Nicolas Kynaston has made a distinguished contribution to organ music across a range of styles, and did his best to make Respighi’s early Suite in G (1903) interesting. Yet apart from the berceuse-like demureness of the Pastorale, this is an earthbound piece where even Respighi’s familiar pre-Classical stylisation get in the way of more personal expression. Perhaps the organists made their own choice of music: otherwise, Kenneth Leighton’s Organ Concerto – scored for the same forces as Poulenc, to which it would have made a telling complement – might have been considered as a British contribution to the evening.

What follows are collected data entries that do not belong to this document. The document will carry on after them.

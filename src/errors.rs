use thiserror::Error;

#[derive(Error, Debug, Clone, PartialEq)]
pub enum TfheError {
    #[error("Invalid parameter: {message}")]
    InvalidParameter { message: String },

    #[error("{what} dimension mismatch: expected {expected}, got {actual}")]
    DimensionMismatch {
        what: &'static str,
        expected: usize,
        actual: usize,
    },

    #[error("Noise standard deviation {alpha:e} outside [{min:e}, {max:e}]")]
    NoiseOutOfRange { alpha: f64, min: f64, max: f64 },

    #[error("Malformed field view: {source}")]
    Format {
        #[from]
        source: crate::fields::FormatError,
    },
}

impl TfheError {
    pub(crate) fn invalid(message: impl Into<String>) -> Self {
        Self::InvalidParameter {
            message: message.into(),
        }
    }

    /// Returns `Ok(())` when `actual == expected`.
    pub(crate) fn check_dimension(
        what: &'static str,
        expected: usize,
        actual: usize,
    ) -> TfheResult<()> {
        if expected == actual {
            Ok(())
        } else {
            Err(Self::DimensionMismatch {
                what,
                expected,
                actual,
            })
        }
    }
}

pub type TfheResult<T> = Result<T, TfheError>;
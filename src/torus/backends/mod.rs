//! Concrete torus representations.

pub mod bigint;
pub mod native;

pub use bigint::{BigPrecision, BigTorus};
pub use native::{NativeWidth, Torus32, Torus64};
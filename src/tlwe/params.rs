use crate::errors::{TfheError, TfheResult};
use crate::lwe::LweParams;
use crate::rings::check_ring_degree;
use crate::torus::{ModulusParams, Torus};
use std::sync::Arc;

/// Ring dimension `N`, rank `k` and modulus of a TLWE instance.
///
/// # Invariants
///
/// - `N` is a power of two and `k ≥ 1`.
/// - `extracted` is the LWE instance of dimension `k · N` produced by sample
///   extraction, with the same modulus.
#[derive(Debug, Clone, PartialEq)]
pub struct TLweParams<T: Torus> {
    degree: usize,
    k: usize,
    modulus: ModulusParams<T>,
    extracted: Arc<LweParams<T>>,
}

impl<T: Torus> TLweParams<T> {
    pub fn new(degree: usize, k: usize, modulus: ModulusParams<T>) -> TfheResult<Self> {
        check_ring_degree(degree)?;
        if k == 0 {
            return Err(TfheError::invalid("TLWE rank k must be positive"));
        }
        let extracted = Arc::new(LweParams::new(k * degree, modulus.clone())?);
        Ok(Self {
            degree,
            k,
            modulus,
            extracted,
        })
    }

    /// Ring dimension `N`.
    pub fn degree(&self) -> usize {
        self.degree
    }

    pub fn k(&self) -> usize {
        self.k
    }

    pub fn modulus(&self) -> &ModulusParams<T> {
        &self.modulus
    }

    pub fn precision(&self) -> &T::Precision {
        &self.modulus.precision
    }

    pub fn alpha_min(&self) -> f64 {
        self.modulus.alpha_min
    }

    pub fn alpha_max(&self) -> f64 {
        self.modulus.alpha_max
    }

    pub fn extracted_lwe_params(&self) -> &Arc<LweParams<T>> {
        &self.extracted
    }

    /// Coefficient count of one sample, `(k + 1) · N`.
    pub fn sample_len(&self) -> usize {
        (self.k + 1) * self.degree
    }

    pub(crate) fn check_sample(&self, len: usize) -> TfheResult<()> {
        TfheError::check_dimension("TLWE sample", self.sample_len(), len)
    }

    pub(crate) fn check_polynomial(&self, len: usize) -> TfheResult<()> {
        TfheError::check_dimension("TLWE polynomial", self.degree, len)
    }
}
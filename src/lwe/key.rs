use crate::errors::{TfheError, TfheResult};
use crate::lwe::LweParams;
use crate::math::binary_coefficients;
use crate::torus::Torus;
use rand::Rng;
use std::sync::Arc;

/// Binary LWE secret `s ∈ {0, 1}^n`.
#[derive(Debug, Clone, PartialEq)]
pub struct LweKey<T: Torus> {
    params: Arc<LweParams<T>>,
    key: Vec<i32>,
}

impl<T: Torus> LweKey<T> {
    pub fn generate<R: Rng + ?Sized>(params: Arc<LweParams<T>>, rng: &mut R) -> Self {
        let key = binary_coefficients(params.n(), rng);
        Self { params, key }
    }

    /// Wraps existing key bits; every entry must be 0 or 1.
    pub fn from_bits(params: Arc<LweParams<T>>, key: Vec<i32>) -> TfheResult<Self> {
        TfheError::check_dimension("LWE key", params.n(), key.len())?;
        if key.iter().any(|&b| b != 0 && b != 1) {
            return Err(TfheError::invalid("LWE key coefficients must be binary"));
        }
        Ok(Self { params, key })
    }

    /// Caller guarantees a binary key of length `params.n()`.
    pub(crate) fn from_bits_unchecked(params: Arc<LweParams<T>>, key: Vec<i32>) -> Self {
        debug_assert_eq!(params.n(), key.len());
        Self { params, key }
    }

    pub fn params(&self) -> &Arc<LweParams<T>> {
        &self.params
    }

    pub fn bits(&self) -> &[i32] {
        &self.key
    }
}

#[cfg(test)]
mod tests {
    use super::*;
    use crate::torus::{ModulusParams, NativeWidth, Torus32};
    use rand::SeedableRng;
    use rand_chacha::ChaCha20Rng;

    fn params(n: usize) -> Arc<LweParams<Torus32>> {
        let modulus = ModulusParams::new(NativeWidth, 0.0, 0.1).unwrap();
        Arc::new(LweParams::new(n, modulus).unwrap())
    }

    #[test]
    fn generated_key_has_parameter_dimension() {
        let mut rng = ChaCha20Rng::seed_from_u64(1);
        let key = LweKey::generate(params(500), &mut rng);
        assert_eq!(key.bits().len(), 500);
        assert!(key.bits().iter().all(|&b| b == 0 || b == 1));
    }

    #[test]
    fn from_bits_validates_input() {
        assert!(LweKey::from_bits(params(3), vec![0, 1, 1]).is_ok());
        assert_eq!(
            LweKey::from_bits(params(3), vec![0, 1]),
            Err(TfheError::DimensionMismatch {
                what: "LWE key",
                expected: 3,
                actual: 2
            })
        );
        assert!(LweKey::from_bits(params(2), vec![0, 2]).is_err());
    }
}
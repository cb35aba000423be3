use crate::bootstrap::GateBootstrappingParameterSet;
use crate::errors::{TfheError, TfheResult};
use crate::lwe::{LweKey, LweKeySwitchKey};
use crate::rings::RingMultiplier;
use crate::tgsw::{TGswKey, TGswSample, TGswView, external_product_variance};
use crate::torus::Torus;
use rand::Rng;
use std::sync::Arc;
use tracing::{debug, instrument};

/// TGSW encryptions of every LWE key bit, stored flat, plus the key switch
/// from the extracted TLWE key back to the LWE key.
///
/// TGSW sample `i` occupies coefficients `[i · S, (i + 1) · S)` with
/// `S = kpl · (k + 1) · N`, and variances `[i · kpl, (i + 1) · kpl)`.
#[derive(Debug, Clone)]
pub struct LweBootstrappingKey<T: Torus> {
    params: Arc<GateBootstrappingParameterSet<T>>,
    data: Vec<T>,
    variances: Vec<f64>,
    ks: LweKeySwitchKey<T>,
}

impl<T: Torus> LweBootstrappingKey<T> {
    /// Encrypts each bit of `lwe_key` under `tgsw_key` with the TLWE minimal
    /// noise.
    #[instrument(
        skip_all,
        fields(n = lwe_key.bits().len(), degree = tgsw_key.params().tlwe_params().degree())
    )]
    pub fn generate<M, R>(
        params: Arc<GateBootstrappingParameterSet<T>>,
        lwe_key: &LweKey<T>,
        tgsw_key: &TGswKey<T>,
        mul: &M,
        rng: &mut R,
    ) -> TfheResult<Self>
    where
        M: RingMultiplier<T>,
        R: Rng + ?Sized,
    {
        if lwe_key.params().as_ref() != params.in_out_params().as_ref() {
            return Err(TfheError::invalid(
                "LWE key does not match the parameter set",
            ));
        }
        if tgsw_key.params().as_ref() != params.tgsw_params().as_ref() {
            return Err(TfheError::invalid(
                "TGSW key does not match the parameter set",
            ));
        }

        let tgsw_params = params.tgsw_params();
        let alpha = tgsw_params.tlwe_params().alpha_min();
        let n = lwe_key.bits().len();
        let mut data = Vec::with_capacity(n * tgsw_params.sample_len());
        let mut variances = Vec::with_capacity(n * tgsw_params.kpl());
        for &bit in lwe_key.bits() {
            let sample = TGswSample::encrypt_int(tgsw_key, bit, alpha, mul, rng)?;
            data.extend_from_slice(sample.as_slice());
            variances.extend_from_slice(sample.variances());
        }
        debug!("encrypted {} key bits", n);

        let extracted_key = tgsw_key.tlwe_key().extracted_lwe_key();
        let ks = LweKeySwitchKey::generate(
            &extracted_key,
            lwe_key,
            params.ks_t(),
            params.ks_basebit(),
            rng,
        )?;

        Ok(Self {
            params,
            data,
            variances,
            ks,
        })
    }

    /// Reassembles a key from its flat tables, checking every count.
    pub fn from_parts(
        params: Arc<GateBootstrappingParameterSet<T>>,
        data: Vec<T>,
        variances: Vec<f64>,
        ks: LweKeySwitchKey<T>,
    ) -> TfheResult<Self> {
        let n = params.in_out_params().n();
        let tgsw = params.tgsw_params();
        TfheError::check_dimension("bootstrapping key", n * tgsw.sample_len(), data.len())?;
        TfheError::check_dimension("bootstrapping key variances", n * tgsw.kpl(), variances.len())?;
        TfheError::check_dimension(
            "bootstrapping key switch input",
            tgsw.tlwe_params().extracted_lwe_params().n(),
            ks.input_dimension(),
        )?;
        if ks.out_params().as_ref() != params.in_out_params().as_ref()
            || ks.t() != params.ks_t()
            || ks.basebit() != params.ks_basebit()
        {
            return Err(TfheError::invalid(
                "key switch key does not match the parameter set",
            ));
        }
        Ok(Self {
            params,
            data,
            variances,
            ks,
        })
    }

    pub fn params(&self) -> &Arc<GateBootstrappingParameterSet<T>> {
        &self.params
    }

    /// Number of TGSW samples (the LWE dimension).
    pub fn len(&self) -> usize {
        self.params.in_out_params().n()
    }

    pub fn is_empty(&self) -> bool {
        self.len() == 0
    }

    /// TGSW encryption of key bit `i`.
    pub fn tgsw(&self, i: usize) -> TGswView<'_, T> {
        let tgsw = self.params.tgsw_params();
        let (len, kpl) = (tgsw.sample_len(), tgsw.kpl());
        // Key bits are binary, so ‖m‖² ≤ 1.
        TGswView::new(
            &self.data[i * len..(i + 1) * len],
            &self.variances[i * kpl..(i + 1) * kpl],
            1.0,
        )
    }

    pub fn as_slice(&self) -> &[T] {
        &self.data
    }

    pub fn variances(&self) -> &[f64] {
        &self.variances
    }

    pub fn key_switch_key(&self) -> &LweKeySwitchKey<T> {
        &self.ks
    }

    pub fn max_variance(&self) -> f64 {
        self.variances.iter().copied().fold(0.0, f64::max)
    }

    /// Variance of the blind rotation output, before extraction.
    pub fn blind_rotation_variance(&self) -> f64 {
        let tgsw = self.params.tgsw_params();
        (0..self.len()).fold(0.0, |var, i| {
            var + external_product_variance(tgsw, self.tgsw(i).max_variance(), 0.0, 1.0)
        })
    }

    /// Variance of every bootstrap output under this key, whatever the
    /// input.
    pub fn output_variance(&self) -> f64 {
        let ks = &self.ks;
        self.blind_rotation_variance()
            + ks.rounding_variance()
            + (ks.input_dimension() * ks.t()) as f64 * ks.max_variance()
    }
}

impl<T: Torus> PartialEq for LweBootstrappingKey<T> {
    fn eq(&self, other: &Self) -> bool {
        self.params == other.params
            && self.data == other.data
            && self.max_variance() == other.max_variance()
            && self.ks == other.ks
    }
}
//! Fixed-width torus elements stored in a machine word.
//!
//! `x ∈ [0, 1)` is stored as `x · 2^w`; wrapping integer arithmetic is the
//! reduction modulo 1.

use crate::torus::Torus;
use rand::Rng;

/// Precision descriptor of the native backends: the word width is implied
/// by the element type.
#[derive(Debug, Clone, Copy, PartialEq, Eq, Default)]
pub struct NativeWidth;

macro_rules! native_torus {
    ($(#[$meta:meta])* $name:ident, $word:ty, $signed:ty, $wide:ty, $bits:expr) => {
        $(#[$meta])*
        #[derive(Debug, Clone, Copy, PartialEq, Eq, Hash, Default)]
        pub struct $name(pub $word);

        impl Torus for $name {
            type Precision = NativeWidth;

            #[inline]
            fn precision_bits(_: &NativeWidth) -> u32 {
                $bits
            }

            fn precision_from_bits(bits: u32) -> Option<NativeWidth> {
                (bits == $bits).then_some(NativeWidth)
            }

            #[inline]
            fn zero(_: &NativeWidth) -> Self {
                Self(0)
            }

            #[inline]
            fn add_assign(&mut self, rhs: &Self, _: &NativeWidth) {
                self.0 = self.0.wrapping_add(rhs.0);
            }

            #[inline]
            fn sub_assign(&mut self, rhs: &Self, _: &NativeWidth) {
                self.0 = self.0.wrapping_sub(rhs.0);
            }

            #[inline]
            fn neg(&self, _: &NativeWidth) -> Self {
                Self(self.0.wrapping_neg())
            }

            #[inline]
            fn add_mul_int(&mut self, rhs: &Self, k: i64, _: &NativeWidth) {
                // Truncating k keeps it exact modulo 2^w.
                self.0 = self.0.wrapping_add(rhs.0.wrapping_mul(k as $word));
            }

            fn from_real(x: f64, _: &NativeWidth) -> Self {
                let frac = x - x.trunc();
                let scaled = (frac * (1u128 << $bits) as f64).round() as $wide;
                Self(scaled as $word)
            }

            fn to_real(&self, _: &NativeWidth) -> f64 {
                (self.0 as $signed) as f64 / (1u128 << $bits) as f64
            }

            #[inline]
            fn to_dyadic(&self, log_m: u32, _: &NativeWidth) -> u64 {
                assert!(
                    log_m <= $bits,
                    "dyadic exponent {log_m} exceeds torus precision {}",
                    $bits
                );
                if log_m == 0 {
                    0
                } else {
                    (self.0 >> ($bits - log_m)) as u64
                }
            }

            #[inline]
            fn from_dyadic(v: u64, log_m: u32, _: &NativeWidth) -> Self {
                assert!(
                    log_m <= $bits,
                    "dyadic exponent {log_m} exceeds torus precision {}",
                    $bits
                );
                if log_m == 0 {
                    Self(0)
                } else {
                    Self((v as $word).wrapping_shl($bits - log_m))
                }
            }

            fn uniform<R: Rng + ?Sized>(_: &NativeWidth, rng: &mut R) -> Self {
                Self(rng.random::<$word>())
            }

            fn word_count(_: &NativeWidth) -> usize {
                1
            }

            fn write_words(&self, out: &mut Vec<u64>) {
                out.push(self.0 as u64);
            }

            fn read_words(words: &[u64], _: &NativeWidth) -> Option<Self> {
                match words {
                    [w] => <$word>::try_from(*w).ok().map(Self),
                    _ => None,
                }
            }
        }
    };
}

native_torus!(
    /// Torus element with 32 bits of precision.
    Torus32, u32, i32, i64, 32
);
native_torus!(
    /// Torus element with 64 bits of precision.
    Torus64, u64, i64, i128, 64
);
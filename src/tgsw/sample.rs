use crate::errors::{TfheError, TfheResult};
use crate::rings::{IntPolynomial, RingMultiplier};
use crate::tgsw::{TGswKey, TGswParams};
use crate::tlwe::TLweSample;
use crate::torus::Torus;
use rand::Rng;

/// TGSW ciphertext: `kpl` TLWE rows stored back to back.
///
/// Row `bloc · l + i` encrypts `m · h_i` on component `bloc` (`bloc = k` is
/// the body), so decomposing a TLWE sample against the rows recombines to
/// `m` times its phase. `message_norm2` is `‖m‖²`, which scales the TLWE
/// noise through an external product.
#[derive(Debug, Clone, PartialEq)]
pub struct TGswSample<T: Torus> {
    data: Vec<T>,
    variances: Vec<f64>,
    message_norm2: f64,
}

/// Borrowed rows of a TGSW sample, possibly living inside a larger table
/// such as a bootstrapping key.
#[derive(Debug, Clone, Copy)]
pub struct TGswView<'a, T: Torus> {
    data: &'a [T],
    variances: &'a [f64],
    message_norm2: f64,
}

impl<'a, T: Torus> TGswView<'a, T> {
    pub(crate) fn new(data: &'a [T], variances: &'a [f64], message_norm2: f64) -> Self {
        debug_assert!(!variances.is_empty() && data.len() % variances.len() == 0);
        Self {
            data,
            variances,
            message_norm2,
        }
    }

    pub fn rows(&self) -> usize {
        self.variances.len()
    }

    /// Row `r` as a flat TLWE coefficient slice.
    pub fn row(&self, r: usize) -> &'a [T] {
        let len = self.data.len() / self.variances.len();
        &self.data[r * len..(r + 1) * len]
    }

    pub fn as_slice(&self) -> &'a [T] {
        self.data
    }

    pub fn variances(&self) -> &'a [f64] {
        self.variances
    }

    pub fn max_variance(&self) -> f64 {
        self.variances.iter().copied().fold(0.0, f64::max)
    }

    pub fn message_norm2(&self) -> f64 {
        self.message_norm2
    }
}

impl<T: Torus> TGswSample<T> {
    pub fn new(params: &TGswParams<T>) -> Self {
        Self {
            data: vec![T::zero(params.precision()); params.sample_len()],
            variances: vec![0.0; params.kpl()],
            message_norm2: 0.0,
        }
    }

    pub fn from_parts(
        data: Vec<T>,
        variances: Vec<f64>,
        message_norm2: f64,
        params: &TGswParams<T>,
    ) -> TfheResult<Self> {
        TfheError::check_dimension("TGSW sample", params.sample_len(), data.len())?;
        TfheError::check_dimension("TGSW variances", params.kpl(), variances.len())?;
        if !(message_norm2.is_finite() && message_norm2 >= 0.0) {
            return Err(TfheError::invalid(format!(
                "message norm {message_norm2} is not a non-negative real"
            )));
        }
        Ok(Self {
            data,
            variances,
            message_norm2,
        })
    }

    /// `kpl` independent TLWE encryptions of zero.
    pub fn encrypt_zero<M, R>(
        key: &TGswKey<T>,
        alpha: f64,
        mul: &M,
        rng: &mut R,
    ) -> TfheResult<Self>
    where
        M: RingMultiplier<T>,
        R: Rng + ?Sized,
    {
        let params = key.params();
        let mut sample = Self::new(params);
        let row_len = params.tlwe_params().sample_len();
        for (row, variance) in sample
            .data
            .chunks_exact_mut(row_len)
            .zip(sample.variances.iter_mut())
        {
            let zero = TLweSample::encrypt_zero(key.tlwe_key(), alpha, mul, rng)?;
            row.copy_from_slice(zero.as_slice());
            *variance = zero.current_variance;
        }
        Ok(sample)
    }

    /// Encrypts the integer constant `m`.
    pub fn encrypt_int<M, R>(
        key: &TGswKey<T>,
        m: i32,
        alpha: f64,
        mul: &M,
        rng: &mut R,
    ) -> TfheResult<Self>
    where
        M: RingMultiplier<T>,
        R: Rng + ?Sized,
    {
        let mut sample = Self::encrypt_zero(key, alpha, mul, rng)?;
        sample.add_gadget(&[m], key.params());
        sample.message_norm2 = f64::from(m) * f64::from(m);
        Ok(sample)
    }

    /// Encrypts the integer polynomial `m`.
    pub fn encrypt_poly<M, R>(
        key: &TGswKey<T>,
        m: &IntPolynomial,
        alpha: f64,
        mul: &M,
        rng: &mut R,
    ) -> TfheResult<Self>
    where
        M: RingMultiplier<T>,
        R: Rng + ?Sized,
    {
        let params = key.params();
        params.tlwe_params().check_polynomial(m.degree())?;
        let mut sample = Self::encrypt_zero(key, alpha, mul, rng)?;
        sample.add_gadget(&m.coefs, params);
        sample.message_norm2 = m.norm_squared();
        Ok(sample)
    }

    /// Adds `m · h_i` to component `bloc` of row `bloc · l + i`.
    fn add_gadget(&mut self, m: &[i32], params: &TGswParams<T>) {
        let tlwe = params.tlwe_params();
        let (n, l) = (tlwe.degree(), params.l());
        let row_len = tlwe.sample_len();
        let precision = params.precision();
        for bloc in 0..=tlwe.k() {
            for (i, h) in params.gadget().iter().enumerate() {
                let start = (bloc * l + i) * row_len + bloc * n;
                for (c, &mj) in self.data[start..start + n].iter_mut().zip(m) {
                    c.add_mul_int(h, i64::from(mj), precision);
                }
            }
        }
    }

    pub fn view(&self) -> TGswView<'_, T> {
        TGswView::new(&self.data, &self.variances, self.message_norm2)
    }

    pub fn row(&self, r: usize) -> &[T] {
        self.view().row(r)
    }

    pub fn as_slice(&self) -> &[T] {
        &self.data
    }

    pub fn variances(&self) -> &[f64] {
        &self.variances
    }

    pub fn max_variance(&self) -> f64 {
        self.view().max_variance()
    }

    pub fn message_norm2(&self) -> f64 {
        self.message_norm2
    }
}
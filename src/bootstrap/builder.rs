use crate::bootstrap::GateBootstrappingParameterSet;
use crate::errors::{TfheError, TfheResult};
use crate::lwe::LweParams;
use crate::tgsw::TGswParams;
use crate::tlwe::TLweParams;
use crate::torus::{ModulusParams, Torus};
use std::sync::Arc;

/// Chained configuration for a [`GateBootstrappingParameterSet`].
///
/// Every setter is required; `build` reports the first missing one.
#[derive(Debug, Clone)]
pub struct ParameterSetBuilder<T: Torus> {
    precision: Option<T::Precision>,
    lwe: Option<(usize, f64, f64)>,
    tlwe: Option<(usize, usize, f64, f64)>,
    tgsw: Option<(usize, u32)>,
    key_switch: Option<(usize, u32)>,
}

impl<T: Torus> Default for ParameterSetBuilder<T> {
    fn default() -> Self {
        Self::new()
    }
}

impl<T: Torus> ParameterSetBuilder<T> {
    pub fn new() -> Self {
        Self {
            precision: None,
            lwe: None,
            tlwe: None,
            tgsw: None,
            key_switch: None,
        }
    }

    /// Torus precision shared by every instance.
    pub fn precision(mut self, precision: T::Precision) -> Self {
        self.precision = Some(precision);
        self
    }

    /// Gate-level LWE dimension and noise bounds.
    pub fn lwe(mut self, n: usize, alpha_min: f64, alpha_max: f64) -> Self {
        self.lwe = Some((n, alpha_min, alpha_max));
        self
    }

    /// Ring dimension, rank and noise bounds of the bootstrapping key.
    pub fn tlwe(mut self, degree: usize, k: usize, alpha_min: f64, alpha_max: f64) -> Self {
        self.tlwe = Some((degree, k, alpha_min, alpha_max));
        self
    }

    pub fn tgsw(mut self, l: usize, bgbit: u32) -> Self {
        self.tgsw = Some((l, bgbit));
        self
    }

    pub fn key_switch(mut self, t: usize, basebit: u32) -> Self {
        self.key_switch = Some((t, basebit));
        self
    }

    pub fn build(self) -> TfheResult<GateBootstrappingParameterSet<T>> {
        let precision = self.precision.ok_or_else(|| missing("precision"))?;
        let (n, lwe_min, lwe_max) = self.lwe.ok_or_else(|| missing("lwe"))?;
        let (degree, k, tlwe_min, tlwe_max) = self.tlwe.ok_or_else(|| missing("tlwe"))?;
        let (l, bgbit) = self.tgsw.ok_or_else(|| missing("tgsw"))?;
        let (t, basebit) = self.key_switch.ok_or_else(|| missing("key_switch"))?;

        let lwe = LweParams::new(n, ModulusParams::new(precision.clone(), lwe_min, lwe_max)?)?;
        let tlwe = TLweParams::new(degree, k, ModulusParams::new(precision, tlwe_min, tlwe_max)?)?;
        let tgsw = TGswParams::new(l, bgbit, Arc::new(tlwe))?;
        GateBootstrappingParameterSet::new(t, basebit, Arc::new(lwe), Arc::new(tgsw))
    }
}

fn missing(setting: &str) -> TfheError {
    TfheError::invalid(format!("parameter set builder is missing `{setting}`"))
}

Dame Gillian Weir brought proceedings to a close with the First Organ Symphony by Alexandre Guilmant (1878). Very much an organist’s composer, Guilmant makes up for what his music lacks in depth or distinctiveness with a very Gallic charm, as in the elegant central Pastorale (another one!), and an incisive but rarely overstated virtuosity. The lively and persuasively wrought opening Allegro typified this approach, its imposing introduction transformed in a finale whose roof-raising apotheosis set the seal on another fine performance.
So, an enjoyable evening which left the organ fraternity in raptures and your reviewer thinking that regular such events could yield a fair number of organ-and-orchestra works little known but enticing to the general public. With a roster of organists such as has been appearing at the RFH this season, the opportunities are there for musicians and listeners alike.